Cutting petroleum use and greenhouse gas (GHG) emissions in all of America’s cars and light trucks is a critical but daunting task. Now, a new MIT report outlines a set of policies that could accomplish that goal in the next few decades. Working together, the policies would give all stakeholders incentives to do their part.
Manufacturers would be required to make more fuel-efficient cars, and consumers would be encouraged to buy them and then drive them in a fuel-efficient manner. Meanwhile, the nation would develop a comprehensive strategy on fuels setting long-term targets, with care taken to account for the life-cycle emissions as well as production, distribution, and vehicle requirements for each possible fuel.
“If we’re serious about reducing petroleum consumption and GHG emissions, we need to look at the whole system—at everyone who makes, buys, and uses vehicles and their associated fuels,” says John Heywood, professor in MIT’s Department of Mechanical Engineering. “All the pieces are interrelated, and we need them to work together. For example, tighter regulations can push industry toward higher fuel economy, but then we need to create incentives for consumers to buy those cars, which may be smaller, lighter, and more expensive than they’re used to.”

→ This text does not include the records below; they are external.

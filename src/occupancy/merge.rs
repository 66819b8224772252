//! Household merge: the most present member wins each time step.

use std::fmt;

use serde::{Deserialize, Serialize};

use super::cluster::State;
use super::LEAST_ACTIVE_STATE;

/// Household-level presence signal, one state per ten-minute bin.
#[derive(Clone, Debug, PartialEq, Eq, Serialize, Deserialize)]
pub struct HouseholdOccupancy {
    states: Vec<State>,
}

impl HouseholdOccupancy {
    /// Household in which nobody is ever present.
    pub fn unoccupied(len: usize) -> Self {
        Self {
            states: vec![LEAST_ACTIVE_STATE; len],
        }
    }

    pub fn states(&self) -> &[State] {
        &self.states
    }

    pub fn len(&self) -> usize {
        self.states.len()
    }

    pub fn is_empty(&self) -> bool {
        self.states.is_empty()
    }

    /// Share of bins spent in each state, ordered by state code.
    pub fn state_shares(&self) -> Vec<(State, f64)> {
        let mut counts = std::collections::BTreeMap::new();
        for &s in &self.states {
            *counts.entry(s).or_insert(0usize) += 1;
        }
        let total = self.states.len().max(1) as f64;
        counts
            .into_iter()
            .map(|(s, n)| (s, n as f64 / total))
            .collect()
    }
}

impl AsRef<[State]> for HouseholdOccupancy {
    fn as_ref(&self) -> &[State] {
        &self.states
    }
}

/// Errors raised while merging member series.
#[derive(Debug, Clone, PartialEq, Eq)]
pub enum MergeError {
    /// No member series to merge
    NoMembers,
    /// A member series differs in length from the first one
    LengthMismatch {
        member: usize,
        expected: usize,
        found: usize,
    },
}

impl fmt::Display for MergeError {
    fn fmt(&self, f: &mut fmt::Formatter<'_>) -> fmt::Result {
        match self {
            MergeError::NoMembers => write!(f, "No member series to merge"),
            MergeError::LengthMismatch { member, expected, found } => write!(
                f,
                "Member {} series has {} bins, expected {}",
                member, found, expected
            ),
        }
    }
}

impl std::error::Error for MergeError {}

/// Element-wise minimum state code over all members.
///
/// Every length is checked before any bin is merged.
pub fn merge<S: AsRef<[State]>>(series: &[S]) -> Result<HouseholdOccupancy, MergeError> {
    let expected = series.first().ok_or(MergeError::NoMembers)?.as_ref().len();
    for (member, s) in series.iter().enumerate() {
        let found = s.as_ref().len();
        if found != expected {
            return Err(MergeError::LengthMismatch { member, expected, found });
        }
    }

    let mut merged = HouseholdOccupancy::unoccupied(expected);
    for s in series {
        for (out, &state) in merged.states.iter_mut().zip(s.as_ref()) {
            if state < *out {
                *out = state;
            }
        }
    }
    Ok(merged)
}
//! Household-composition table.

use std::path::Path;

use rand::Rng;
use serde::{Deserialize, Serialize};

use super::{read_json, DatasetError};

/// Observed household compositions, each a list of member labels
/// (employment or age category, e.g. `FTE`, `Retired`, `U12`).
#[derive(Clone, Debug, PartialEq, Eq, Serialize, Deserialize)]
#[serde(deny_unknown_fields)]
pub struct HouseholdTable {
    pub households: Vec<Vec<String>>,
}

impl HouseholdTable {
    pub fn load(path: &Path) -> Result<Self, DatasetError> {
        let table: Self = read_json(path)?;
        table.check().map_err(|m| DatasetError::malformed(path, m))?;
        Ok(table)
    }

    fn check(&self) -> Result<(), String> {
        if self.households.is_empty() {
            return Err("no household compositions".to_string());
        }
        for (i, members) in self.households.iter().enumerate() {
            if members.is_empty() {
                return Err(format!("household {} has no members", i));
            }
            if members.iter().any(|label| label.trim().is_empty()) {
                return Err(format!("household {} has a blank member label", i));
            }
        }
        Ok(())
    }

    pub fn len(&self) -> usize {
        self.households.len()
    }

    pub fn is_empty(&self) -> bool {
        self.households.is_empty()
    }

    /// Draw one composition uniformly.
    pub fn sample<R: Rng>(&self, rng: &mut R) -> &[String] {
        &self.households[rng.gen_range(0..self.households.len())]
    }
}
//! Crate-level error types.

use std::fmt;
use std::io;

use crate::data::DatasetError;
use crate::occupancy::MergeError;

/// Invalid household definition or simulation settings.
#[derive(Debug, Clone, PartialEq, Eq)]
pub enum ConfigurationError {
    /// Household name is not an identifier
    InvalidName(String),
    /// An explicit member list was empty
    NoMembers,
    /// Member label without cluster membership data
    UnknownMember(String),
    /// Appliance name missing from the appliance table
    UnknownAppliance(String),
    /// Year outside the supported calendar range
    InvalidYear(i32),
    /// Household spec or config file could not be read or parsed
    InvalidFile { path: String, message: String },
    /// A setting has an unusable value
    InvalidSetting(String),
}

impl fmt::Display for ConfigurationError {
    fn fmt(&self, f: &mut fmt::Formatter<'_>) -> fmt::Result {
        match self {
            ConfigurationError::InvalidName(name) => {
                write!(f, "Household name {:?} is not a valid identifier", name)
            }
            ConfigurationError::NoMembers => write!(f, "Household member list is empty"),
            ConfigurationError::UnknownMember(label) => {
                write!(f, "No cluster membership data for member type {:?}", label)
            }
            ConfigurationError::UnknownAppliance(name) => write!(f, "Unknown appliance {:?}", name),
            ConfigurationError::InvalidYear(year) => write!(f, "Cannot simulate year {}", year),
            ConfigurationError::InvalidFile { path, message } => {
                write!(f, "Invalid file {}: {}", path, message)
            }
            ConfigurationError::InvalidSetting(msg) => write!(f, "Invalid setting: {}", msg),
        }
    }
}

impl std::error::Error for ConfigurationError {}

/// Anything that stops a household simulation.
#[derive(Debug)]
pub enum SimulationError {
    Configuration(ConfigurationError),
    Dataset(DatasetError),
    Merge(MergeError),
    Io(io::Error),
}

impl fmt::Display for SimulationError {
    fn fmt(&self, f: &mut fmt::Formatter<'_>) -> fmt::Result {
        match self {
            SimulationError::Configuration(e) => write!(f, "Configuration error: {}", e),
            SimulationError::Dataset(e) => write!(f, "Dataset error: {}", e),
            SimulationError::Merge(e) => write!(f, "Merge error: {}", e),
            SimulationError::Io(e) => write!(f, "IO error: {}", e),
        }
    }
}

impl std::error::Error for SimulationError {
    fn source(&self) -> Option<&(dyn std::error::Error + 'static)> {
        match self {
            SimulationError::Configuration(e) => Some(e),
            SimulationError::Dataset(e) => Some(e),
            SimulationError::Merge(e) => Some(e),
            SimulationError::Io(e) => Some(e),
        }
    }
}

impl From<ConfigurationError> for SimulationError {
    fn from(e: ConfigurationError) -> Self {
        SimulationError::Configuration(e)
    }
}

impl From<DatasetError> for SimulationError {
    fn from(e: DatasetError) -> Self {
        SimulationError::Dataset(e)
    }
}

impl From<MergeError> for SimulationError {
    fn from(e: MergeError) -> Self {
        SimulationError::Merge(e)
    }
}

impl From<io::Error> for SimulationError {
    fn from(e: io::Error) -> Self {
        SimulationError::Io(e)
    }
}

For policy makers in Washington, taking a systems view is difficult because of the politics involved. Interest groups are constantly converging or diverging into separate camps and lobbying for separate policies. The result, says Heywood, is confusion in the policy debate and adoption of isolated initiatives that focus on specific fuels, car technologies, and so on.
To help demonstrate how a systems approach could work, Heywood turned to ten of his graduate students in the Sloan Automotive Laboratory, each of whom is immersed in studying some aspect of the transportation problem—from selected technology and fuels options to consumer behavior to the impacts of specific policies and more. A year ago, Heywood issued this group a challenge: drawing on their individual knowledge and expertise, they should together come up with a sensible, effective, and realistic policy portfolio—an “Action Plan for Cars.”
The students held a series of meetings, and ultimately each participant contributed to one section of the report, drawing on his or her own experience supplemented by information from other transportation and energy sources. Guided by Heywood and feedback from several outside experts, graduate students Valerie Karplus and Donald MacKenzie of MIT’s Engineering Systems Division integrated the sections into a 24-page document that outlines a set of interacting policies that the MIT team believes can significantly reduce petroleum use and emissions in America’s cars and light trucks.
The first group of policies aims to reduce the fuel consumption of new vehicles. The report recommends that the Corporate Average Fuel Economy (CAFE) standards for the fuel economy of new cars continue to tighten—well beyond the 2016 target of 34.1 mpg—and that manufacturers be given ample lead time to plan for those increases. Two other policies would create consumer incentives. One would establish a “feebate” system under which buyers of new cars would get a rebate if they chose fuel-efficient models—or pay a fee if they went for gas-guzzlers. The exact payment would depend on how many miles per gallon the purchased model is above or below a set fuel economy. The other policy in this group would increase taxes on motor fuels by 10 cents per gallon each year for at least the next ten years.
Those three policies would produce a synergistic effect, with manufacturers producing more-efficient cars and consumers demanding them, motivated by immediate and long-term savings. To make rising fuel taxes more palatable, drivers would see reductions on their income taxes or payroll taxes. But some of the revenue would be used to improve the U.S. transportation infrastructure. “Our roads and bridges are in real need of maintenance and improvement,” says Heywood. “This would provide much-needed money to get them back in shape.”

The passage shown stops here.